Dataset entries
---------------

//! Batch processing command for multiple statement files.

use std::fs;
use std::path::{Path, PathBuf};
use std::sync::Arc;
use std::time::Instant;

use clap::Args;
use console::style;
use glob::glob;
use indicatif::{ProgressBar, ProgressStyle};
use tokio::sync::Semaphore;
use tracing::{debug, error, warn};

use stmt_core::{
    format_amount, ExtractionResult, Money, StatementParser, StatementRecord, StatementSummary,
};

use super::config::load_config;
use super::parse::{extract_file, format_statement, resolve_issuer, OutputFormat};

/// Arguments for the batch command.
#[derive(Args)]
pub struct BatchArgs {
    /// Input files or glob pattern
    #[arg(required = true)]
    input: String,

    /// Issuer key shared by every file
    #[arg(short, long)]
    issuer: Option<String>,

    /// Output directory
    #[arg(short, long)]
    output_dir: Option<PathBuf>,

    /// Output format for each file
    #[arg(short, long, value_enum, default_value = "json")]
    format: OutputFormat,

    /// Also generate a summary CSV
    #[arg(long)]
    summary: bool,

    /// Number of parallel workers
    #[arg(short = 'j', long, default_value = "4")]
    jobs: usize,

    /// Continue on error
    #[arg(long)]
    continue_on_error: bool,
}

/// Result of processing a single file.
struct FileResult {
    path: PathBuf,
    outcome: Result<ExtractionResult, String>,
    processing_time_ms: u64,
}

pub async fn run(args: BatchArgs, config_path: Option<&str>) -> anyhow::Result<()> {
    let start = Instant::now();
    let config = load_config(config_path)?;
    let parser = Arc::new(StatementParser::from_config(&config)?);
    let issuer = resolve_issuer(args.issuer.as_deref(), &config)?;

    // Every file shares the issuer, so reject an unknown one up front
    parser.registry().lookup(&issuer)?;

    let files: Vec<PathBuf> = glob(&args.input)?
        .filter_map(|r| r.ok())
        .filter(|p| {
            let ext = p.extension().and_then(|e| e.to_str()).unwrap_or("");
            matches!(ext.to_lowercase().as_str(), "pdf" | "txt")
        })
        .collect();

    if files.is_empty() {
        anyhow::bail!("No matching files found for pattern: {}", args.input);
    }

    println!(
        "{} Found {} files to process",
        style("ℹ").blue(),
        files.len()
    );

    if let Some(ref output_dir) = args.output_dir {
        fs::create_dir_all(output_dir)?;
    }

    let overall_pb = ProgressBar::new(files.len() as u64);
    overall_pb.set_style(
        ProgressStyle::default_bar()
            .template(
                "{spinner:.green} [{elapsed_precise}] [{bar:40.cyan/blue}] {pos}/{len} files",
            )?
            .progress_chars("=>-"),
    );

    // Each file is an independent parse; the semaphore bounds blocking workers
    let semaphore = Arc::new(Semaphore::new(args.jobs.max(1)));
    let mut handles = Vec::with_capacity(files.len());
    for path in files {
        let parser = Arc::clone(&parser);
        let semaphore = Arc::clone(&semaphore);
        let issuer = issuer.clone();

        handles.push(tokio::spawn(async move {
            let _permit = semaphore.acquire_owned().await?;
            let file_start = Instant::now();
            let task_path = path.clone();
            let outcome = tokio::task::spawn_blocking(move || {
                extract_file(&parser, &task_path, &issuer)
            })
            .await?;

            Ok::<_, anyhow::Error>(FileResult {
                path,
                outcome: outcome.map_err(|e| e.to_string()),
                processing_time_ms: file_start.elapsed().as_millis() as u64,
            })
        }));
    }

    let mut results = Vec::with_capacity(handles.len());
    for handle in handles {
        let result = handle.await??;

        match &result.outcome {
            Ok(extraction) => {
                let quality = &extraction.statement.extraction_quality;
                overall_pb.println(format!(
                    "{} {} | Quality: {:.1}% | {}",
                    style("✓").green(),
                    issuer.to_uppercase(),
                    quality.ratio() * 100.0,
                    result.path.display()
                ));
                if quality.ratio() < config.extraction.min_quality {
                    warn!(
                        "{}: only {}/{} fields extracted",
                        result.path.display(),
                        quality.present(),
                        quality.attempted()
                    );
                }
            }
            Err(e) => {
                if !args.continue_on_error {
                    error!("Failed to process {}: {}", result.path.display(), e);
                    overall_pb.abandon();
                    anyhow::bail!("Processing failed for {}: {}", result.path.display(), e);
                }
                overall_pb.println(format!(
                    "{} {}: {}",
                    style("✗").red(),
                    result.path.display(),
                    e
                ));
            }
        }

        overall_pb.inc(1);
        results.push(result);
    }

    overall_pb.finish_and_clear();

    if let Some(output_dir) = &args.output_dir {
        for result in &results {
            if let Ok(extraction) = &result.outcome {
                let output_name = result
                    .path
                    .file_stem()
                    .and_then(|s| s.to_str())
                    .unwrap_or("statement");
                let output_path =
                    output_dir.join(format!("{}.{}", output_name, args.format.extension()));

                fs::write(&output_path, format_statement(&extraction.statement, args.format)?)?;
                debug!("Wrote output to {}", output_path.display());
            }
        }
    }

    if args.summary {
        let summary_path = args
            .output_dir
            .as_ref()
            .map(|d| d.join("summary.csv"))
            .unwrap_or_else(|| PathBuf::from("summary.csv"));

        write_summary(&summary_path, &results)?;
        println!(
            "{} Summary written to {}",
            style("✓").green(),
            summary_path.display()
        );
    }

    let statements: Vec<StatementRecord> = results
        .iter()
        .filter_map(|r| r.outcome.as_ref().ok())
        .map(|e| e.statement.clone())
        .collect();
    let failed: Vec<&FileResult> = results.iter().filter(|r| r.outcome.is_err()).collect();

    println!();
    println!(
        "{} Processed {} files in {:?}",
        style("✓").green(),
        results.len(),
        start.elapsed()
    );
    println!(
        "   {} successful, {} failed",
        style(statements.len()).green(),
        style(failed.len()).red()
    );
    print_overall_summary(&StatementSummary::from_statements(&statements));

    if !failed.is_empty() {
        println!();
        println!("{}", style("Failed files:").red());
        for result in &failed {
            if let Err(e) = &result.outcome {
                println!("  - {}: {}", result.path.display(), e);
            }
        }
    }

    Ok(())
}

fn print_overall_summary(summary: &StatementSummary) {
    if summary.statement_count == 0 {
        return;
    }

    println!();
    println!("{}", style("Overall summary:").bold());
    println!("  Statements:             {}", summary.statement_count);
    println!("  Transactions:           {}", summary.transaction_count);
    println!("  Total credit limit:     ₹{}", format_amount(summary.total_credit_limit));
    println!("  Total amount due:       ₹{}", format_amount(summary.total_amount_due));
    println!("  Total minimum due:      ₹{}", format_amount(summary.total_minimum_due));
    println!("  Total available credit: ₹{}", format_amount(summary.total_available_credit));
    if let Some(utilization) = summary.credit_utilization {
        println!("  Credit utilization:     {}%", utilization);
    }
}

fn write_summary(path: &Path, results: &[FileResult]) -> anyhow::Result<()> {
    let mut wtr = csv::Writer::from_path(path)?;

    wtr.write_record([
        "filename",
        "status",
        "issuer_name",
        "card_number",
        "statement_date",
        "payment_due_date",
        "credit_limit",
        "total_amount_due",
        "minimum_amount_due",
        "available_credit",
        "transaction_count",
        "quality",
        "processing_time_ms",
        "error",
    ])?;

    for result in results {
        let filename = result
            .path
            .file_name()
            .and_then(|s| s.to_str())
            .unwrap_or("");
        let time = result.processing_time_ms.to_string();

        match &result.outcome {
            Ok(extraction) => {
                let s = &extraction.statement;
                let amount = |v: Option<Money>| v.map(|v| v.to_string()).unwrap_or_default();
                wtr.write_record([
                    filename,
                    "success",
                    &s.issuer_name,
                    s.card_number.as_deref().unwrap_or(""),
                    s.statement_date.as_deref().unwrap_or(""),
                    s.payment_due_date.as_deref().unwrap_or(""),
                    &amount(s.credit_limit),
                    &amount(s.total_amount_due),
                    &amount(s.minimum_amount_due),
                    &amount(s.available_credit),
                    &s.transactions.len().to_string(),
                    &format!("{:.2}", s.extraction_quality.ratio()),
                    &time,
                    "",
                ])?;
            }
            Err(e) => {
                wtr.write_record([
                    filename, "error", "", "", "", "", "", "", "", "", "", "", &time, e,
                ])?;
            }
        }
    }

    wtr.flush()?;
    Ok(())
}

---------------

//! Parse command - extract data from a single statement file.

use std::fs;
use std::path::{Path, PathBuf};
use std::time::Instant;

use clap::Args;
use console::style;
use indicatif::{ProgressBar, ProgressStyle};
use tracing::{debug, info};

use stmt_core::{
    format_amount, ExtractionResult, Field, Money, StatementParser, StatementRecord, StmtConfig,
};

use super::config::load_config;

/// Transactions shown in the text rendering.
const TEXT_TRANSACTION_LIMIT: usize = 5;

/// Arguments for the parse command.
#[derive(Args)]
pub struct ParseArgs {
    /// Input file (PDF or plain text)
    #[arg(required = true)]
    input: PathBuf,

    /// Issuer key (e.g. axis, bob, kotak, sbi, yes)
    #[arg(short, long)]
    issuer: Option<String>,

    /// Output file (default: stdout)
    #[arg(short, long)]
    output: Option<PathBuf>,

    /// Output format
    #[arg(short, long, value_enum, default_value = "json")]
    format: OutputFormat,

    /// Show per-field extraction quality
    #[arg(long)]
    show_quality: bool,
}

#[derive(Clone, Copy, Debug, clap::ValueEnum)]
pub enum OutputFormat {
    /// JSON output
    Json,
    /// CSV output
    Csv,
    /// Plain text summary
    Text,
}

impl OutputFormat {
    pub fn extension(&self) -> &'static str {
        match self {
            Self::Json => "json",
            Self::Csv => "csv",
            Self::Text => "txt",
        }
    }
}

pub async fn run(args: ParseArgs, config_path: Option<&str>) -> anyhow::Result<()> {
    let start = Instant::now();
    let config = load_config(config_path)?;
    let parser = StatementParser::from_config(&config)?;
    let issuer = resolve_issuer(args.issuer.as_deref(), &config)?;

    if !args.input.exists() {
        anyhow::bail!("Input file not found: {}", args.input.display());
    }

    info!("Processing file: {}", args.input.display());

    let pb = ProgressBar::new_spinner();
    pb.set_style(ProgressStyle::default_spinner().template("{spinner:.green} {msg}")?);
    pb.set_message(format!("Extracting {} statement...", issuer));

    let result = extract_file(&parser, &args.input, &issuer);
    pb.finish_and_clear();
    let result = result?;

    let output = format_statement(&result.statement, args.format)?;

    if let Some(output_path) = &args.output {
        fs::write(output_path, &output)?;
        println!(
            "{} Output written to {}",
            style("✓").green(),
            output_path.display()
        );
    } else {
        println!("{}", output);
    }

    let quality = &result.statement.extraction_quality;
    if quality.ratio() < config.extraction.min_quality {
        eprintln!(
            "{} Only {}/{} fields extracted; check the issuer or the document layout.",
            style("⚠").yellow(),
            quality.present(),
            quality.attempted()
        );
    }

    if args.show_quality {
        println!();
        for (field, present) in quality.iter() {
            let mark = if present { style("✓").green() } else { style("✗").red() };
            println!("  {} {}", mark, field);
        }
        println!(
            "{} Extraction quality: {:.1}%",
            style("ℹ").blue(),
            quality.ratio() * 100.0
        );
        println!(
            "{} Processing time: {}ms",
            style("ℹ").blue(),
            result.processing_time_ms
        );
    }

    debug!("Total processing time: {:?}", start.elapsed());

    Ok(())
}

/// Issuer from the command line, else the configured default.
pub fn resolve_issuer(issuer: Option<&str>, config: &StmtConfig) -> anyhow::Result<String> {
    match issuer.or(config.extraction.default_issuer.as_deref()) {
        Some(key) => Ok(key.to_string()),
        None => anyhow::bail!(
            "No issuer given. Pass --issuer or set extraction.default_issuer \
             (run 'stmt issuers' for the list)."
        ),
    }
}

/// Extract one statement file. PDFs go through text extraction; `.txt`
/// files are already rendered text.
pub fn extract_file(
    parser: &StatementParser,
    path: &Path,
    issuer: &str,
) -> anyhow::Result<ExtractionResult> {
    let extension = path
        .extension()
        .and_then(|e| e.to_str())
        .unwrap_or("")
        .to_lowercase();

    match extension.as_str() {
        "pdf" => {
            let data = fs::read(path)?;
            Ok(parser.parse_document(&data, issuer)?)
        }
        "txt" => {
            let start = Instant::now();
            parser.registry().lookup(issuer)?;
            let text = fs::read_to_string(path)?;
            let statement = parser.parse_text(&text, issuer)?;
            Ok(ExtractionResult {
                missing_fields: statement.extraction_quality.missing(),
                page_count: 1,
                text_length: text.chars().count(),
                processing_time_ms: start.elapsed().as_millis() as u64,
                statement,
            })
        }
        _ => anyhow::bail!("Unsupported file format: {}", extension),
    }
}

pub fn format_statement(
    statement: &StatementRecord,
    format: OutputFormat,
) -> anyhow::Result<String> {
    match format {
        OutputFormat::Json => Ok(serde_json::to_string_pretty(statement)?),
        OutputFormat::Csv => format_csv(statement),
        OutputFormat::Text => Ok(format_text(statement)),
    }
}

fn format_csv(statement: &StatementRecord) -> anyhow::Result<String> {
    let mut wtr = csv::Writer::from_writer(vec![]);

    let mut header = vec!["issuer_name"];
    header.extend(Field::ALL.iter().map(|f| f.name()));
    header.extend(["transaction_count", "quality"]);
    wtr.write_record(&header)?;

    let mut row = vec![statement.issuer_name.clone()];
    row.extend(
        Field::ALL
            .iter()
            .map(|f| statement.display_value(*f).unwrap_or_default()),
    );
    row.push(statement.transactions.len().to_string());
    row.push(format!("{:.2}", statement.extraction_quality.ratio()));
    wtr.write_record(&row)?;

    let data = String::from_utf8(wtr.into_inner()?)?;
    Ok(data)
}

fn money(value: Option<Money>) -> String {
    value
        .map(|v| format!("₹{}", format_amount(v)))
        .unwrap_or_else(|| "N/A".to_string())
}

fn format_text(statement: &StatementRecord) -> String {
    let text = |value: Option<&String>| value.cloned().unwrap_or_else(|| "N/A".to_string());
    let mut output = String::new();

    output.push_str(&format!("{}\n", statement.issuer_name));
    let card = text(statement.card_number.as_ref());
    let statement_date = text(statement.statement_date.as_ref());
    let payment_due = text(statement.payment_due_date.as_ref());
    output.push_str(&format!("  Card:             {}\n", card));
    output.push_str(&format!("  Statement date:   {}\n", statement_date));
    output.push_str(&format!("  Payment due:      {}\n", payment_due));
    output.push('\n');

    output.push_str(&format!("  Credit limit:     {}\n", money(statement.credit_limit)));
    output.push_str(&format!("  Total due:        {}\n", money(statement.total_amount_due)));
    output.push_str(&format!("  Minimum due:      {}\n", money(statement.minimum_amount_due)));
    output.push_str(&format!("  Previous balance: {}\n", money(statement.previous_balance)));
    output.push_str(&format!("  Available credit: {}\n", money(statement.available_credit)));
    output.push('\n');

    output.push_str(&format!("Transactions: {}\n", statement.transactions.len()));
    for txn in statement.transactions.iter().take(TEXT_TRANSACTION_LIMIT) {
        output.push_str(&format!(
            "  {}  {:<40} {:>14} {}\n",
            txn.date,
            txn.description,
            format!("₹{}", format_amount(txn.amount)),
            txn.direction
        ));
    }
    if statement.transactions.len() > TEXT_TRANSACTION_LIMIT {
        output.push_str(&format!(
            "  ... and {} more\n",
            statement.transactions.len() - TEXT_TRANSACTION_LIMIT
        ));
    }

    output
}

---------------

### What the exercise asks:
With "PathBuf" as the search string, filter the records and return each line that has it.

### Output for this task:
use std::path::{Path, PathBuf};
    output_dir: Option<PathBuf>,
    path: PathBuf,
    let files: Vec<PathBuf> = glob(&args.input)?
            .unwrap_or_else(|| PathBuf::from("summary.csv"));
use std::path::{Path, PathBuf};
    input: PathBuf,
    output: Option<PathBuf>,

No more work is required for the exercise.